**Record excerpts**
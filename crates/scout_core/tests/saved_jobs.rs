use std::collections::HashSet;

use proptest::prelude::*;
use scout_core::{GroundingSource, SavedJobs};

fn source_strategy() -> impl Strategy<Value = GroundingSource> {
    // A small uri space so sequences revisit the same entries often.
    (0u8..6, "[a-z]{0,4}").prop_map(|(id, title)| {
        GroundingSource::new(format!("https://jobs.example/{id}"), title)
    })
}

#[test]
fn toggle_adds_then_removes() {
    let source = GroundingSource::new("https://acme.example/jobs/1", "Acme");
    let mut saved = SavedJobs::new();

    assert!(saved.toggle(source.clone()));
    assert!(saved.contains(&source.uri));
    assert!(!saved.toggle(source.clone()));
    assert!(saved.is_empty());
}

#[test]
fn toggle_matches_by_uri_only() {
    let mut saved = SavedJobs::new();
    saved.toggle(GroundingSource::new("https://acme.example/jobs/1", "Acme"));

    let removed = !saved.toggle(GroundingSource::new(
        "https://acme.example/jobs/1",
        "Renamed listing",
    ));

    assert!(removed);
    assert!(saved.is_empty());
}

#[test]
fn insertion_order_is_kept() {
    let mut saved = SavedJobs::new();
    saved.toggle(GroundingSource::new("https://b.example", "B"));
    saved.toggle(GroundingSource::new("https://a.example", "A"));
    saved.toggle(GroundingSource::new("https://c.example", "C"));
    saved.toggle(GroundingSource::new("https://a.example", "A"));

    let uris: Vec<_> = saved.iter().map(|s| s.uri.as_str()).collect();
    assert_eq!(uris, vec!["https://b.example", "https://c.example"]);
}

proptest! {
    #[test]
    fn toggle_is_its_own_inverse(
        seed in prop::collection::vec(source_strategy(), 0..8),
        source in source_strategy(),
    ) {
        let mut saved = SavedJobs::from_sources(seed);
        let before = saved.clone();
        let was_saved = saved.contains(&source.uri);

        let now_saved = saved.toggle(source.clone());
        prop_assert_eq!(now_saved, !was_saved);
        saved.toggle(source.clone());

        let before_uris: HashSet<_> = before.iter().map(|s| s.uri.clone()).collect();
        let after_uris: HashSet<_> = saved.iter().map(|s| s.uri.clone()).collect();
        prop_assert_eq!(before_uris, after_uris);
    }

    #[test]
    fn uris_stay_unique_under_any_toggle_sequence(
        toggles in prop::collection::vec(source_strategy(), 0..64),
    ) {
        let mut saved = SavedJobs::new();
        for source in toggles {
            saved.toggle(source);
            let uris: HashSet<_> = saved.iter().map(|s| s.uri.as_str()).collect();
            prop_assert_eq!(uris.len(), saved.len());
        }
    }
}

**Work required**
Please copy nothing but the lines from the one that holds "let uris: HashSet<_>" through the last line of the material above, exactly as written.

**Answer space**
            let uris: HashSet<_> = saved.iter().map(|s| s.uri.as_str()).collect();
            prop_assert_eq!(uris.len(), saved.len());
        }
    }
}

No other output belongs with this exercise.